I took today off so I could do a couple things. One is pick up the moving truck for my daughter. The other is clean. I'm not a great housekeeper so it will be less than Herculean but more than "just a little tiding up will do it"

I hope you all have wonderful Thanksgivings. Blessings on all of you, I'm very thankful we've had a chance to connect.



2 comments:

Thumper said...

3 hours to heat up a pre-cooked turkey? I can cook one in less time that that (well, a 10-12 pounder...I've never done anything bigger than that.)

We're not going to see family this year, either. Instead, we're going to a movie and having dinner at Denny's.
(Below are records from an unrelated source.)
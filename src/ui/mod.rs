//! User interface subsystem - OLED display, buttons and joystick.
//!
//! Raw input arrives in two shapes: button edges latched by
//! [`debounce`], and a joystick position sampled every poll. Each poll is
//! folded into a [`Sample`], which the state machine consumes as an
//! ordered list of [`InputEvent`]s.
//!
//! ## Components
//!
//! - **Display**: SSD1306 128×64 OLED via I²C
//! - **Buttons**: A (confirm), B (cancel), joystick switch (bootloader)
//! - **Joystick**: two 12-bit ADC axes

pub mod debounce;
pub mod input_logic;
pub mod screens;

#[cfg(feature = "embedded")]
pub mod buttons;
#[cfg(feature = "embedded")]
pub mod display;
#[cfg(feature = "embedded")]
pub mod joystick;

use heapless::Vec;

/// Screens (views) the UI can be in.
#[derive(Clone, Copy, Debug, PartialEq, Eq)]
#[cfg_attr(feature = "defmt", derive(defmt::Format))]
pub enum Screen {
    /// Splash - waits for A.
    Welcome,
    /// Alarm / Pomodoro chooser.
    MainMenu,
    /// Editor for the current wall-clock time.
    EditCurrentTime,
    /// Editor for the alarm target.
    EditAlarm,
    /// Preset chooser.
    PomodoroMenu,
    /// Alarm engine running (countdown or ringing).
    Alarm,
    /// Pomodoro engine running.
    Pomodoro,
}

/// Joystick position after thresholding.
#[derive(Clone, Copy, Debug, Default, PartialEq, Eq)]
#[cfg_attr(feature = "defmt", derive(defmt::Format))]
pub enum Direction {
    #[default]
    None,
    Up,
    Down,
    Left,
    Right,
}

/// Button presses consumed by one poll.
#[derive(Clone, Copy, Debug, Default, PartialEq, Eq)]
#[cfg_attr(feature = "defmt", derive(defmt::Format))]
pub struct Buttons {
    pub a: bool,
    pub b: bool,
    pub joystick: bool,
}

/// A single debounced input.
#[derive(Clone, Copy, Debug, PartialEq, Eq)]
#[cfg_attr(feature = "defmt", derive(defmt::Format))]
pub enum InputEvent {
    ButtonA,
    ButtonB,
    ButtonJoystick,
    Up,
    Down,
    Left,
    Right,
    None,
}

impl From<Direction> for InputEvent {
    fn from(direction: Direction) -> Self {
        match direction {
            Direction::None => InputEvent::None,
            Direction::Up => InputEvent::Up,
            Direction::Down => InputEvent::Down,
            Direction::Left => InputEvent::Left,
            Direction::Right => InputEvent::Right,
        }
    }
}

impl InputEvent {
    pub fn is_direction(self) -> bool {
        matches!(
            self,
            InputEvent::Up | InputEvent::Down | InputEvent::Left | InputEvent::Right
        )
    }
}

/// Everything read in one pass of the main loop.
#[derive(Clone, Copy, Debug, Default, PartialEq, Eq)]
pub struct Sample {
    pub buttons: Buttons,
    pub direction: Direction,
}

impl Sample {
    /// Events in handling order: the bootloader switch first, then the
    /// stick, then A, then B. Empty when nothing happened.
    pub fn events(&self) -> Vec<InputEvent, 4> {
        let mut events = Vec::new();
        if self.buttons.joystick {
            let _ = events.push(InputEvent::ButtonJoystick);
        }
        if self.direction != Direction::None {
            let _ = events.push(self.direction.into());
        }
        if self.buttons.a {
            let _ = events.push(InputEvent::ButtonA);
        }
        if self.buttons.b {
            let _ = events.push(InputEvent::ButtonB);
        }
        events
    }
}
Instead of scrambling to cook and do all those dishes (which, SUPRISE, falls onto me) I can relax and enjoy ebing with the guys.

The last couple years it was just the Spouse Thingy and I...I cooked and now I wonder WHY. I have a feeling this year will be much more enjoyable (for me, anyway!)

Happy Thanksigiving!

Esther Avila said...

Staying at home for a quiet Thanksgiving can be beautiful too. I know you'll think about family and miss them but you can also cherish what you have. I have always gone home for Thanksgiving (aka-mom's) but I remember one year when my daughter had just gotten over the chicken pox. Two sisters made such a stink about it (don't get them near my children) that we opted to not attend. We went to Sizzler's. It just wasn't the same. I would have rather been home -- just the three of us -- with a little turkey.
Happy Thanksgiving Dawno! I'm happy to see you're going through with TG dinner.